I feel like I've lost my love of dance. I dread going to class and rehearsal and I think my director is starting to notice. Does this mean it's time to quit? —Payton
We all go through rough patches. But quitting entirely is a big decision—and one you shouldn't make without getting to the bottom of why you're feeling so uninspired. I had three periods over the course of my career when I considered giving up. I was able to work through them, but it took a lot of soul searching.
Start by assessing your work environment. Do you like the repertoire you're performing and the person you're working for? Do you feel challenged enough? Being underutilized or pigeonholed in the same roles over and over again can be a serious motivation killer. But so can feeling overly comfortable. You may want to talk to your director (schedule a one-on-one meeting) about how you're feeling. Or, consider making a change—a new company environment may be just what you need to rejuvenate your enthusiasm.

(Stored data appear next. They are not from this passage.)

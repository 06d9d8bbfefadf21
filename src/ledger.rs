//! Per-child contribution ledger.
//!
//! Each child has a *separator*: the variables it has reported so far, in the
//! order it first reported them. Its entries are keyed by the value indices of
//! exactly those variables. When a separator variable still has a reserved
//! slot, entries may also live under the [`WILDCARD`] coordinate, which stands
//! for every value not seen yet and is copied to a value when it appears.

use crate::schema::{Schema, VarId, WILDCARD};
use std::collections::HashMap;
use std::hash::Hash;

/// Latest report of one child for one restricted assignment.
#[derive(Debug, Clone, Copy, PartialEq, Eq)]
pub(crate) struct Entry<U> {
    pub utility: U,
    pub confirmed: bool,
}

#[derive(Debug, Clone, Default)]
struct SenderLedger<U> {
    separator: Vec<VarId>,
    entries: HashMap<Vec<u32>, Entry<U>>,
}

#[derive(Debug, Clone)]
pub(crate) struct Ledger<U> {
    senders: Vec<SenderLedger<U>>,
}

impl<U: Copy + PartialEq> Ledger<U> {
    pub fn new(children: usize) -> Self {
        Self {
            senders: (0..children)
                .map(|_| SenderLedger {
                    separator: Vec::new(),
                    entries: HashMap::new(),
                })
                .collect(),
        }
    }

    pub fn separator(&self, sender: usize) -> &[VarId] {
        &self.senders[sender].separator
    }

    pub fn depends_on(&self, sender: usize, var: VarId) -> bool {
        self.senders[sender].separator.contains(&var)
    }

    /// Add `var` to the sender's separator. Existing entries are replicated
    /// uniformly over the `known` values of `var` and its wildcard coordinate.
    pub fn extend_separator(&mut self, sender: usize, var: VarId, known: usize) {
        let ledger = &mut self.senders[sender];
        debug_assert!(!ledger.separator.contains(&var));
        ledger.separator.push(var);
        let old = std::mem::take(&mut ledger.entries);
        for (key, entry) in old {
            for idx in (0..known as u32).chain(std::iter::once(WILDCARD)) {
                let mut k = key.clone();
                k.push(idx);
                ledger.entries.insert(k, entry);
            }
        }
    }

    /// A new value `index` of `var` appeared: every wildcard entry of a
    /// sender depending on `var` now also holds for that value.
    pub fn widen(&mut self, var: VarId, index: u32) {
        for ledger in &mut self.senders {
            let Some(pos) = ledger.separator.iter().position(|&v| v == var) else {
                continue;
            };
            let copies: Vec<(Vec<u32>, Entry<U>)> = ledger
                .entries
                .iter()
                .filter(|(k, _)| k[pos] == WILDCARD)
                .map(|(k, e)| {
                    let mut k = k.clone();
                    k[pos] = index;
                    (k, *e)
                })
                .collect();
            ledger.entries.extend(copies);
        }
    }

    /// Key of the sender's entry covering a full tree path.
    pub fn key_at<V: Clone + Eq + Hash>(
        &self,
        sender: usize,
        schema: &Schema<V>,
        path: &[u32],
    ) -> Vec<u32> {
        self.senders[sender]
            .separator
            .iter()
            .map(|&var| {
                let depth = schema.depth_of(var);
                let idx = path[depth];
                if schema.is_reserved_slot(depth, idx) {
                    WILDCARD
                } else {
                    idx
                }
            })
            .collect()
    }

    pub fn get(&self, sender: usize, key: &[u32]) -> Option<&Entry<U>> {
        self.senders[sender].entries.get(key)
    }

    /// Store a report, returning the entry it replaces.
    pub fn record(&mut self, sender: usize, key: Vec<u32>, entry: Entry<U>) -> Option<Entry<U>> {
        let slot = self.senders[sender].entries.entry(key);
        match slot {
            std::collections::hash_map::Entry::Occupied(mut o) => {
                debug_assert!(!o.get().confirmed || *o.get() == entry);
                Some(o.insert(entry))
            }
            std::collections::hash_map::Entry::Vacant(v) => {
                v.insert(entry);
                None
            }
        }
    }

    pub fn entry_count(&self, sender: usize) -> usize {
        self.senders[sender].entries.len()
    }
}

Or, maybe there's a larger issue at play. Losing interest or pleasure in activities you once loved can be a sign of depression. I know from experience—in the months after my father died, it took every ounce of willpower to get myself into ballet class. But you don't need to undergo a tragic event to develop depression. If you've been experiencing feelings of hopelessness and anxiety in your daily life, you may want to seek counseling to help understand why.
It's also possible that your priorities have simply changed. A dance career requires an enormous amount of sacrifice and commitment; it's easy to resent ballet if you're restless to experience other things. It may be time to move on—and there's nothing wrong with that.